Unexpected dominant pole in active-RC circuit

analogcapacitorcircuit analysisfiltertransfer function

Consider this active-RC circuit:

schematic

simulate this circuit – Schematic created using CircuitLab

it should exactly realize the RLC high-pass filter with one zero:

schematic

simulate this circuit

It realizes the same equations and so the same transfer function. This model has been used to obtain an analog, elliptic, high-pass filter with a low (about 0.01 Hz) cutoff frequency.

After a simulation (with negative resistor values, supposing that they are realizable), the active-RC transfer function seems to be the same as the RLC-prototype, but with a difference: a new and unexpected pole at a very high frequency, about 10 GHz.

After \$ f = 10 \ \mathrm{GHz} \$, the transfer function decreases regularly at 20 dB/decade and it is no more flat as it should be.

The opamps were realized through ideal VCVS generators (Voltage-Controlled Voltage Source), with a high gain (\$ 10^9 \$ at least).

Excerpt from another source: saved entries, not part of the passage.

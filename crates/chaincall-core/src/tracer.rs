//! Tracer configurations for `debug_traceCall`.
//!
//! The result type of a trace is parameterized by its tracer: each
//! `TracerConfig` names the tracer to run and knows how to parse the raw
//! output the node returns for it.

use alloy_primitives::{Address, Bytes, B256, U256};
use serde::{Deserialize, Serialize};
use serde_json::Value;

use crate::error::RpcError;

/// A tracer selection plus its typed output parser.
pub trait TracerConfig: Send + Sync {
    type Output;

    /// The `tracer`/`tracerConfig` JSON object passed as the last
    /// `debug_traceCall` parameter.
    fn to_rpc_params(&self) -> Value;

    /// Parse the node's raw tracer output.
    fn parse_output(&self, raw: Value) -> Result<Self::Output, RpcError>;
}

/// The geth `callTracer` — produces a tree of call frames.
#[derive(Debug, Clone, Copy, Default)]
pub struct CallTracer {
    /// Only trace the top-level call, skipping sub-calls.
    pub only_top_call: bool,
    /// Include logs emitted during the traced call.
    pub with_log: bool,
}

impl TracerConfig for CallTracer {
    type Output = CallFrame;

    fn to_rpc_params(&self) -> Value {
        serde_json::json!({
            "tracer": "callTracer",
            "tracerConfig": {
                "onlyTopCall": self.only_top_call,
                "withLog": self.with_log,
            },
        })
    }

    fn parse_output(&self, raw: Value) -> Result<Self::Output, RpcError> {
        Ok(serde_json::from_value(raw)?)
    }
}

/// One frame of a `callTracer` result. Sub-calls nest recursively.
#[derive(Debug, Clone, Serialize, Deserialize)]
#[serde(rename_all = "camelCase")]
pub struct CallFrame {
    #[serde(rename = "type")]
    pub call_type: String,
    pub from: Address,
    #[serde(skip_serializing_if = "Option::is_none")]
    pub to: Option<Address>,
    #[serde(skip_serializing_if = "Option::is_none")]
    pub value: Option<U256>,
    pub gas: U256,
    pub gas_used: U256,
    pub input: Bytes,
    #[serde(skip_serializing_if = "Option::is_none")]
    pub output: Option<Bytes>,
    #[serde(skip_serializing_if = "Option::is_none")]
    pub error: Option<String>,
    #[serde(skip_serializing_if = "Option::is_none")]
    pub revert_reason: Option<String>,
    #[serde(default, skip_serializing_if = "Vec::is_empty")]
    pub calls: Vec<CallFrame>,
    #[serde(default, skip_serializing_if = "Vec::is_empty")]
    pub logs: Vec<CallLogFrame>,
}

/// A log entry captured inside a call frame (`withLog: true`).
#[derive(Debug, Clone, Serialize, Deserialize)]
#[serde(rename_all = "camelCase")]
pub struct CallLogFrame {
    pub address: Address,
    pub topics: Vec<B256>,
    pub data: Bytes,
}
//! # chaincall-core
//!
//! Wire/domain types and collaborator seams shared across all ChainCall
//! crates: logs, block selectors, call requests, transaction shapes, the
//! provider and signer traits, and the log-subscription handle.

pub mod block;
pub mod error;
pub mod log;
pub mod overrides;
pub mod provider;
pub mod request;
pub mod signer;
pub mod subscription;
pub mod tracer;
pub mod transaction;

pub use block::{BlockId, BlockTag};
pub use error::{ErrorPayload, RpcError};
pub use log::Log;
pub use overrides::{AccountOverride, BlockOverride, StateOverride};
pub use provider::{AccessListResult, Provider};
pub use request::{AccessListItem, CallRequest};
pub use signer::Signer;
pub use subscription::{LogFilter, LogSubscription};
pub use tracer::{CallFrame, CallLogFrame, CallTracer, TracerConfig};
pub use transaction::{GasFees, PendingTransaction, SignedTransaction, UnsignedTransaction};
//! Error types for the ABI decode pipeline.

use thiserror::Error;

/// Errors that can occur while decoding a log against an event signature.
///
/// These are codec-level failures (malformed payloads, topic/type
/// mismatches at the byte level) and propagate opaquely. A log that simply
/// does not match a signature is *not* an error — matching returns `None`.
#[derive(Debug, Error)]
pub enum AbiError {
    #[error("ABI decode failed: {reason}")]
    DecodeFailed { reason: String },

    #[error("topic {index} decode failed: {reason}")]
    TopicDecodeFailed { index: usize, reason: String },

    #[error("expected {expected} decoded values, got {got}")]
    ArityMismatch { expected: usize, got: usize },

    #[error("value mismatch for field `{field}`: {reason}")]
    ValueMismatch { field: String, reason: String },
}
//! The `Signer` trait — the key-management collaborator seam.

use alloy_primitives::Address;

use crate::transaction::{SignedTransaction, UnsignedTransaction};

/// Signs fully parameterized transactions.
///
/// Key management lives outside this layer; implementations hold in-memory
/// key material (or proxy to hardware/remote signers) and must be
/// `Send + Sync` for use across Tokio tasks. Signing itself is infallible —
/// readiness of the transaction is checked before a signer is ever invoked
/// (see `try_sign` on the write path).
pub trait Signer: Send + Sync {
    /// The address this signer signs for.
    fn address(&self) -> Address;

    /// Sign the transaction, producing its raw wire encoding and hash.
    fn sign_transaction(&self, tx: &UnsignedTransaction) -> SignedTransaction;
}
//! Resource fetching: logical library/engine paths → text, with a cache.
//!
//! The bundler appends auxiliary libraries (a date/time library, a
//! sanitizer) and prepends a runtime engine to every artifact. Those pieces
//! are not part of the source group — they are resolved by logical path
//! through a [`ResourceFetcher`], which consults an on-disk cache directory
//! first and falls back to a [`ResourceOrigin`] on a miss, caching what it
//! finds.
//!
//! ## Graceful Degradation
//!
//! A resource that cannot be resolved is returned as `None`, never as an
//! error. The bundler historically runs with an empty cache on first
//! execution and must still produce a usable (if incomplete) artifact, so
//! callers treat `None` as "omit this block".
//!
//! ## Cache Writes
//!
//! Cache entries are keyed by logical path and written via temp-file +
//! atomic rename, so a concurrent fetch of the same path never reads a
//! half-written entry. Fetching is idempotent: two racers write identical
//! bytes and whichever rename lands last wins harmlessly.

use crate::config::ResourcesConfig;
use crate::modes::GenerationMode;
use std::fs;
use std::io;
use std::path::{Path, PathBuf};

/// External source of resource content: filesystem directory, archive,
/// network mirror — anything that can map a logical path to text.
pub trait ResourceOrigin {
    /// `Ok(None)` means "this origin does not have the resource".
    fn load(&self, logical: &str) -> io::Result<Option<String>>;
}

/// Directory-backed origin: logical paths resolve under a root directory.
pub struct DirOrigin {
    root: PathBuf,
}

impl DirOrigin {
    pub fn new(root: impl Into<PathBuf>) -> Self {
        Self { root: root.into() }
    }
}

impl ResourceOrigin for DirOrigin {
    fn load(&self, logical: &str) -> io::Result<Option<String>> {
        match fs::read_to_string(self.root.join(logical)) {
            Ok(text) => Ok(Some(text)),
            Err(e) if e.kind() == io::ErrorKind::NotFound => Ok(None),
            Err(e) => Err(e),
        }
    }
}

/// Path-keyed caching fetcher over a [`ResourceOrigin`].
pub struct ResourceFetcher<O> {
    cache_dir: PathBuf,
    origin: O,
}

impl<O: ResourceOrigin> ResourceFetcher<O> {
    pub fn new(cache_dir: impl Into<PathBuf>, origin: O) -> Self {
        Self { cache_dir: cache_dir.into(), origin }
    }

    /// Resolve a logical path to text. `None` when unavailable; never fails.
    pub fn fetch(&self, logical: &str) -> Option<String> {
        let cached = self.cache_dir.join(logical);
        if let Ok(text) = fs::read_to_string(&cached) {
            return Some(text);
        }

        let text = self.origin.load(logical).ok().flatten()?;
        // Cache failures are not worth failing the fetch over; the next
        // build will simply hit the origin again.
        let _ = self.store(&cached, &text);
        Some(text)
    }

    fn store(&self, cached: &Path, text: &str) -> io::Result<()> {
        let parent = cached.parent().unwrap_or(&self.cache_dir);
        fs::create_dir_all(parent)?;
        let tmp = tempfile::NamedTempFile::new_in(parent)?;
        fs::write(tmp.path(), text)?;
        tmp.persist(cached).map_err(|e| e.error)?;
        Ok(())
    }
}

/// All external text a `generate()` call appends around the compressed body,
/// fetched once, sequentially, before any worker thread spawns.
///
/// Engine text is wrapped in `try { … } catch (e) {}` so a broken or
/// partially-fetched engine cannot take the whole artifact down at load
/// time. The compat variant requires both the compat helpers and the compat
/// engine; if either is missing the whole variant is omitted.
#[derive(Debug, Default, Clone)]
pub struct LibraryBundle {
    libraries: String,
    libraries_min: String,
    engine: String,
    engine_min: String,
    engine_compat: String,
    engine_compat_min: String,
}

impl LibraryBundle {
    pub fn fetch<O: ResourceOrigin>(
        fetcher: &ResourceFetcher<O>,
        resources: &ResourcesConfig,
    ) -> Self {
        let mut libs = String::new();
        let mut libs_min = String::new();
        for path in &resources.libraries {
            if let Some(source) = fetcher.fetch(&format!("{path}.js")) {
                libs.push_str(&source);
            }
            if let Some(source) = fetcher.fetch(&format!("{path}.min.js")) {
                libs_min.push_str(&source);
            }
        }

        let mut bundle = LibraryBundle::default();
        if !libs.is_empty() {
            bundle.libraries = format!("\n(function externalLibraries() {{\n{libs}\n}})();");
        }
        if !libs_min.is_empty() {
            bundle.libraries_min = format!("\n(function externalLibraries() {{ {libs_min} }})();");
        }

        if let Some(engine) = &resources.engine {
            if let Some(source) = fetcher.fetch(&format!("{engine}.js")) {
                bundle.engine = format!("try {{\n{source}\n}} catch (e) {{}}");
            }
            if let Some(source) = fetcher.fetch(&format!("{engine}.min.js")) {
                bundle.engine_min = format!("try {{ {source} }} catch (e) {{}}");
            }

            // Compat needs helpers + compat engine together.
            if let Some(helpers) = &resources.compat_helpers {
                let compat = fetcher.fetch(&format!("{engine}_compat.js"));
                let helpers_src = fetcher.fetch(&format!("{helpers}.js"));
                if let (Some(compat), Some(helpers_src)) = (compat, helpers_src) {
                    bundle.engine_compat =
                        format!("try {{\n{helpers_src}\n{compat}\n}} catch (e) {{}}");
                }

                let compat_min = fetcher.fetch(&format!("{engine}_compat.min.js"));
                let helpers_min = fetcher.fetch(&format!("{helpers}.min.js"));
                if let (Some(compat_min), Some(helpers_min)) = (compat_min, helpers_min) {
                    bundle.engine_compat_min =
                        format!("try {{ {helpers_min}\n{compat_min} }} catch (e) {{}}");
                }
            }
        }
        bundle
    }

    /// Library block for a mode: minified for production-grade modes.
    pub fn libraries_for(&self, mode: GenerationMode) -> &str {
        if mode.allowed_in_production() {
            &self.libraries_min
        } else {
            &self.libraries
        }
    }

    /// Engine prelude for a target: compat vs standard crossed with
    /// minified vs readable.
    pub fn engine_for(&self, mode: GenerationMode, compat: bool) -> &str {
        match (mode.allowed_in_production(), compat) {
            (true, true) => &self.engine_compat_min,
            (true, false) => &self.engine_min,
            (false, true) => &self.engine_compat,
            (false, false) => &self.engine,
        }
    }
}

If the order of the filter is increased, the pole decreases is frequency. For an eight-order circuit, it is at about 100 Hz!! And it is intolerable.

The RLC-prototype used for the 8th order circuit is

schematic

simulate this circuit

And it does not have any 100 Hz pole, despite of its active-RC realization (I don't draw it for shortness).

The simulator used is Spectre (from Cadence) and the values for the RLC prototype are taken from "A. B. Williams and F. J. Taylor, Electronic filter design, 3rd edition, McGraw-Hill, 1995" (both for the 3rd and 8th order filters).

So, are there in the topology of the active-RC some elements that could be generate such a pole? Or are there some undesired parasitics automatically inserted by that simulator?

Google didn't show anything useful.

Best Answer

Why would you worry about such a thing? It's a LF circuit. It won't do anything substantial at 10GHz - at least not anything you have any control over. It's all determined by the parasitics there. It's a case of a garbage result - simply ignore the response past 100MHz or so, depending on the speed of op-amps you're using.